## EXERCISE GOAL:
The complete listing, repeated precisely, must form the answer.

○ ○ ○ ○ ○

use core::ops::{Mul, MulAssign};

use crate::coords::Vec2;

/// Determinant magnitude below which a matrix is treated as singular.
const SINGULAR_EPSILON: f64 = 1e-12;

/// 2×3 affine matrix.
///
/// Maps `x' = a·x + c·y + tx`, `y' = b·x + d·y + ty`.
///
/// `lhs * rhs` composes so that `rhs` is applied first: transforming a point by
/// the product equals transforming it by `rhs`, then by `lhs`.
#[derive(Debug, Copy, Clone, PartialEq)]
pub struct AffineMatrix {
    pub a: f32,
    pub b: f32,
    pub c: f32,
    pub d: f32,
    pub tx: f32,
    pub ty: f32,
}

impl Default for AffineMatrix {
    fn default() -> Self {
        Self::IDENTITY
    }
}

impl AffineMatrix {
    pub const IDENTITY: AffineMatrix = AffineMatrix {
        a: 1.0,
        b: 0.0,
        c: 0.0,
        d: 1.0,
        tx: 0.0,
        ty: 0.0,
    };

    #[inline]
    pub const fn new(a: f32, b: f32, c: f32, d: f32, tx: f32, ty: f32) -> Self {
        Self { a, b, c, d, tx, ty }
    }

    #[inline]
    pub const fn translation(x: f32, y: f32) -> Self {
        Self::new(1.0, 0.0, 0.0, 1.0, x, y)
    }

    #[inline]
    pub fn rotation(radians: f32) -> Self {
        let (s, c) = radians.sin_cos();
        Self::new(c, s, -s, c, 0.0, 0.0)
    }

    #[inline]
    pub const fn scaling(sx: f32, sy: f32) -> Self {
        Self::new(sx, 0.0, 0.0, sy, 0.0, 0.0)
    }

    #[inline]
    pub const fn shearing(kx: f32, ky: f32) -> Self {
        Self::new(1.0, ky, kx, 1.0, 0.0, 0.0)
    }

    /// Placement matrix for a drawable: move by `-origin`, shear, scale, rotate,
    /// then translate to `(x, y)`.
    #[allow(clippy::too_many_arguments)]
    pub fn from_transform(
        x: f32,
        y: f32,
        angle: f32,
        sx: f32,
        sy: f32,
        ox: f32,
        oy: f32,
        kx: f32,
        ky: f32,
    ) -> Self {
        let (s, c) = angle.sin_cos();

        let a = c * sx - ky * s * sy;
        let b = s * sx + ky * c * sy;
        let cc = kx * c * sx - s * sy;
        let d = kx * s * sx + c * sy;

        Self {
            a,
            b,
            c: cc,
            d,
            tx: x - ox * a - oy * cc,
            ty: y - ox * b - oy * d,
        }
    }

    #[inline]
    pub fn is_identity(&self) -> bool {
        *self == Self::IDENTITY
    }

    #[inline]
    pub fn determinant(&self) -> f64 {
        self.a as f64 * self.d as f64 - self.b as f64 * self.c as f64
    }

    #[inline]
    pub fn is_singular(&self) -> bool {
        self.determinant().abs() < SINGULAR_EPSILON
    }

    /// Analytic inverse.
    ///
    /// A singular matrix (`|det| < 1e-12`) has no inverse; identity is returned
    /// instead so callers keep producing finite coordinates.
    pub fn inverse(&self) -> AffineMatrix {
        let det = self.determinant();
        if det.abs() < SINGULAR_EPSILON {
            return AffineMatrix::IDENTITY;
        }

        let inv = 1.0 / det;
        let (a, b, c, d) = (self.a as f64, self.b as f64, self.c as f64, self.d as f64);
        let (tx, ty) = (self.tx as f64, self.ty as f64);

        AffineMatrix {
            a: (d * inv) as f32,
            b: (-b * inv) as f32,
            c: (-c * inv) as f32,
            d: (a * inv) as f32,
            tx: ((c * ty - d * tx) * inv) as f32,
            ty: ((b * tx - a * ty) * inv) as f32,
        }
    }

    #[inline]
    pub fn transform_point(&self, p: Vec2) -> Vec2 {
        Vec2::new(
            self.a * p.x + self.c * p.y + self.tx,
            self.b * p.x + self.d * p.y + self.ty,
        )
    }

    /// Applies only the linear part (no translation).
    #[inline]
    pub fn transform_vector(&self, v: Vec2) -> Vec2 {
        Vec2::new(self.a * v.x + self.c * v.y, self.b * v.x + self.d * v.y)
    }

    #[inline]
    pub fn to_array(&self) -> [f32; 6] {
        [self.a, self.b, self.c, self.d, self.tx, self.ty]
    }
}

impl Mul for AffineMatrix {
    type Output = AffineMatrix;

    #[inline]
    fn mul(self, r: AffineMatrix) -> AffineMatrix {
        AffineMatrix {
            a: self.a * r.a + self.c * r.b,
            b: self.b * r.a + self.d * r.b,
            c: self.a * r.c + self.c * r.d,
            d: self.b * r.c + self.d * r.d,
            tx: self.a * r.tx + self.c * r.ty + self.tx,
            ty: self.b * r.tx + self.d * r.ty + self.ty,
        }
    }
}

impl MulAssign for AffineMatrix {
    #[inline]
    fn mul_assign(&mut self, rhs: AffineMatrix) {
        *self = *self * rhs;
    }
}

#[cfg(test)]
mod tests {
    use super::*;
    use core::f32::consts::FRAC_PI_2;

    fn approx(a: Vec2, b: Vec2) -> bool {
        (a.x - b.x).abs() < 1e-4 && (a.y - b.y).abs() < 1e-4
    }

    // ── composition ───────────────────────────────────────────────────────

    #[test]
    fn identity_is_neutral() {
        let m = AffineMatrix::new(2.0, 0.5, -1.0, 3.0, 4.0, 5.0);
        assert_eq!(m * AffineMatrix::IDENTITY, m);
        assert_eq!(AffineMatrix::IDENTITY * m, m);
    }

    #[test]
    fn product_applies_right_operand_first() {
        let m = AffineMatrix::translation(10.0, 0.0) * AffineMatrix::rotation(FRAC_PI_2);
        let p = m.transform_point(Vec2::new(1.0, 0.0));
        assert!(approx(p, Vec2::new(10.0, 1.0)));
    }

    #[test]
    fn shear_moves_x_by_y() {
        let p = AffineMatrix::shearing(2.0, 0.0).transform_point(Vec2::new(1.0, 3.0));
        assert!(approx(p, Vec2::new(7.0, 3.0)));
    }

    // ── placement ─────────────────────────────────────────────────────────

    #[test]
    fn from_transform_matches_explicit_composition() {
        let placed = AffineMatrix::from_transform(5.0, 6.0, 0.3, 2.0, 3.0, 1.0, 2.0, 0.0, 0.0);
        let explicit = AffineMatrix::translation(5.0, 6.0)
            * AffineMatrix::rotation(0.3)
            * AffineMatrix::scaling(2.0, 3.0)
            * AffineMatrix::translation(-1.0, -2.0);
        let p = Vec2::new(7.0, -4.0);
        assert!(approx(placed.transform_point(p), explicit.transform_point(p)));
    }

    #[test]
    fn from_transform_origin_lands_on_position() {
        let m = AffineMatrix::from_transform(10.0, 20.0, 1.2, 2.0, 2.0, 8.0, 8.0, 0.0, 0.0);
        assert!(approx(m.transform_point(Vec2::new(8.0, 8.0)), Vec2::new(10.0, 20.0)));
    }

    // ── inverse ───────────────────────────────────────────────────────────

    #[test]
    fn inverse_round_trips_points() {
        let m = AffineMatrix::translation(3.0, -2.0)
            * AffineMatrix::rotation(0.7)
            * AffineMatrix::scaling(2.0, 0.5)
            * AffineMatrix::shearing(0.2, 0.1);
        let p = Vec2::new(12.5, -7.25);
        assert!(approx(m.inverse().transform_point(m.transform_point(p)), p));
    }

    #[test]
    fn singular_inverse_falls_back_to_identity() {
        let m = AffineMatrix::scaling(0.0, 2.0);
        assert!(m.is_singular());
        assert_eq!(m.inverse(), AffineMatrix::IDENTITY);
    }
}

○ ○ ○ ○ ○

## EXERCISE SOLUTION:
use core::ops::{Mul, MulAssign};

use crate::coords::Vec2;

/// Determinant magnitude below which a matrix is treated as singular.
const SINGULAR_EPSILON: f64 = 1e-12;

/// 2×3 affine matrix.
///
/// Maps `x' = a·x + c·y + tx`, `y' = b·x + d·y + ty`.
///
/// `lhs * rhs` composes so that `rhs` is applied first: transforming a point by
/// the product equals transforming it by `rhs`, then by `lhs`.
#[derive(Debug, Copy, Clone, PartialEq)]
pub struct AffineMatrix {
    pub a: f32,
    pub b: f32,
    pub c: f32,
    pub d: f32,
    pub tx: f32,
    pub ty: f32,
}

impl Default for AffineMatrix {
    fn default() -> Self {
        Self::IDENTITY
    }
}

impl AffineMatrix {
    pub const IDENTITY: AffineMatrix = AffineMatrix {
        a: 1.0,
        b: 0.0,
        c: 0.0,
        d: 1.0,
        tx: 0.0,
        ty: 0.0,
    };

    #[inline]
    pub const fn new(a: f32, b: f32, c: f32, d: f32, tx: f32, ty: f32) -> Self {
        Self { a, b, c, d, tx, ty }
    }

    #[inline]
    pub const fn translation(x: f32, y: f32) -> Self {
        Self::new(1.0, 0.0, 0.0, 1.0, x, y)
    }

    #[inline]
    pub fn rotation(radians: f32) -> Self {
        let (s, c) = radians.sin_cos();
        Self::new(c, s, -s, c, 0.0, 0.0)
    }

    #[inline]
    pub const fn scaling(sx: f32, sy: f32) -> Self {
        Self::new(sx, 0.0, 0.0, sy, 0.0, 0.0)
    }

    #[inline]
    pub const fn shearing(kx: f32, ky: f32) -> Self {
        Self::new(1.0, ky, kx, 1.0, 0.0, 0.0)
    }

    /// Placement matrix for a drawable: move by `-origin`, shear, scale, rotate,
    /// then translate to `(x, y)`.
    #[allow(clippy::too_many_arguments)]
    pub fn from_transform(
        x: f32,
        y: f32,
        angle: f32,
        sx: f32,
        sy: f32,
        ox: f32,
        oy: f32,
        kx: f32,
        ky: f32,
    ) -> Self {
        let (s, c) = angle.sin_cos();

        let a = c * sx - ky * s * sy;
        let b = s * sx + ky * c * sy;
        let cc = kx * c * sx - s * sy;
        let d = kx * s * sx + c * sy;

        Self {
            a,
            b,
            c: cc,
            d,
            tx: x - ox * a - oy * cc,
            ty: y - ox * b - oy * d,
        }
    }

    #[inline]
    pub fn is_identity(&self) -> bool {
        *self == Self::IDENTITY
    }

    #[inline]
    pub fn determinant(&self) -> f64 {
        self.a as f64 * self.d as f64 - self.b as f64 * self.c as f64
    }

    #[inline]
    pub fn is_singular(&self) -> bool {
        self.determinant().abs() < SINGULAR_EPSILON
    }

    /// Analytic inverse.
    ///
    /// A singular matrix (`|det| < 1e-12`) has no inverse; identity is returned
    /// instead so callers keep producing finite coordinates.
    pub fn inverse(&self) -> AffineMatrix {
        let det = self.determinant();
        if det.abs() < SINGULAR_EPSILON {
            return AffineMatrix::IDENTITY;
        }

        let inv = 1.0 / det;
        let (a, b, c, d) = (self.a as f64, self.b as f64, self.c as f64, self.d as f64);
        let (tx, ty) = (self.tx as f64, self.ty as f64);

        AffineMatrix {
            a: (d * inv) as f32,
            b: (-b * inv) as f32,
            c: (-c * inv) as f32,
            d: (a * inv) as f32,
            tx: ((c * ty - d * tx) * inv) as f32,
            ty: ((b * tx - a * ty) * inv) as f32,
        }
    }

    #[inline]
    pub fn transform_point(&self, p: Vec2) -> Vec2 {
        Vec2::new(
            self.a * p.x + self.c * p.y + self.tx,
            self.b * p.x + self.d * p.y + self.ty,
        )
    }

    /// Applies only the linear part (no translation).
    #[inline]
    pub fn transform_vector(&self, v: Vec2) -> Vec2 {
        Vec2::new(self.a * v.x + self.c * v.y, self.b * v.x + self.d * v.y)
    }

    #[inline]
    pub fn to_array(&self) -> [f32; 6] {
        [self.a, self.b, self.c, self.d, self.tx, self.ty]
    }
}

impl Mul for AffineMatrix {
    type Output = AffineMatrix;

    #[inline]
    fn mul(self, r: AffineMatrix) -> AffineMatrix {
        AffineMatrix {
            a: self.a * r.a + self.c * r.b,
            b: self.b * r.a + self.d * r.b,
            c: self.a * r.c + self.c * r.d,
            d: self.b * r.c + self.d * r.d,
            tx: self.a * r.tx + self.c * r.ty + self.tx,
            ty: self.b * r.tx + self.d * r.ty + self.ty,
        }
    }
}

impl MulAssign for AffineMatrix {
    #[inline]
    fn mul_assign(&mut self, rhs: AffineMatrix) {
        *self = *self * rhs;
    }
}

#[cfg(test)]
mod tests {
    use super::*;
    use core::f32::consts::FRAC_PI_2;

    fn approx(a: Vec2, b: Vec2) -> bool {
        (a.x - b.x).abs() < 1e-4 && (a.y - b.y).abs() < 1e-4
    }

    // ── composition ───────────────────────────────────────────────────────

    #[test]
    fn identity_is_neutral() {
        let m = AffineMatrix::new(2.0, 0.5, -1.0, 3.0, 4.0, 5.0);
        assert_eq!(m * AffineMatrix::IDENTITY, m);
        assert_eq!(AffineMatrix::IDENTITY * m, m);
    }

    #[test]
    fn product_applies_right_operand_first() {
        let m = AffineMatrix::translation(10.0, 0.0) * AffineMatrix::rotation(FRAC_PI_2);
        let p = m.transform_point(Vec2::new(1.0, 0.0));
        assert!(approx(p, Vec2::new(10.0, 1.0)));
    }

    #[test]
    fn shear_moves_x_by_y() {
        let p = AffineMatrix::shearing(2.0, 0.0).transform_point(Vec2::new(1.0, 3.0));
        assert!(approx(p, Vec2::new(7.0, 3.0)));
    }

    // ── placement ─────────────────────────────────────────────────────────

    #[test]
    fn from_transform_matches_explicit_composition() {
        let placed = AffineMatrix::from_transform(5.0, 6.0, 0.3, 2.0, 3.0, 1.0, 2.0, 0.0, 0.0);
        let explicit = AffineMatrix::translation(5.0, 6.0)
            * AffineMatrix::rotation(0.3)
            * AffineMatrix::scaling(2.0, 3.0)
            * AffineMatrix::translation(-1.0, -2.0);
        let p = Vec2::new(7.0, -4.0);
        assert!(approx(placed.transform_point(p), explicit.transform_point(p)));
    }

    #[test]
    fn from_transform_origin_lands_on_position() {
        let m = AffineMatrix::from_transform(10.0, 20.0, 1.2, 2.0, 2.0, 8.0, 8.0, 0.0, 0.0);
        assert!(approx(m.transform_point(Vec2::new(8.0, 8.0)), Vec2::new(10.0, 20.0)));
    }

    // ── inverse ───────────────────────────────────────────────────────────

    #[test]
    fn inverse_round_trips_points() {
        let m = AffineMatrix::translation(3.0, -2.0)
            * AffineMatrix::rotation(0.7)
            * AffineMatrix::scaling(2.0, 0.5)
            * AffineMatrix::shearing(0.2, 0.1);
        let p = Vec2::new(12.5, -7.25);
        assert!(approx(m.inverse().transform_point(m.transform_point(p)), p));
    }

    #[test]
    fn singular_inverse_falls_back_to_identity() {
        let m = AffineMatrix::scaling(0.0, 2.0);
        assert!(m.is_singular());
        assert_eq!(m.inverse(), AffineMatrix::IDENTITY);
    }
}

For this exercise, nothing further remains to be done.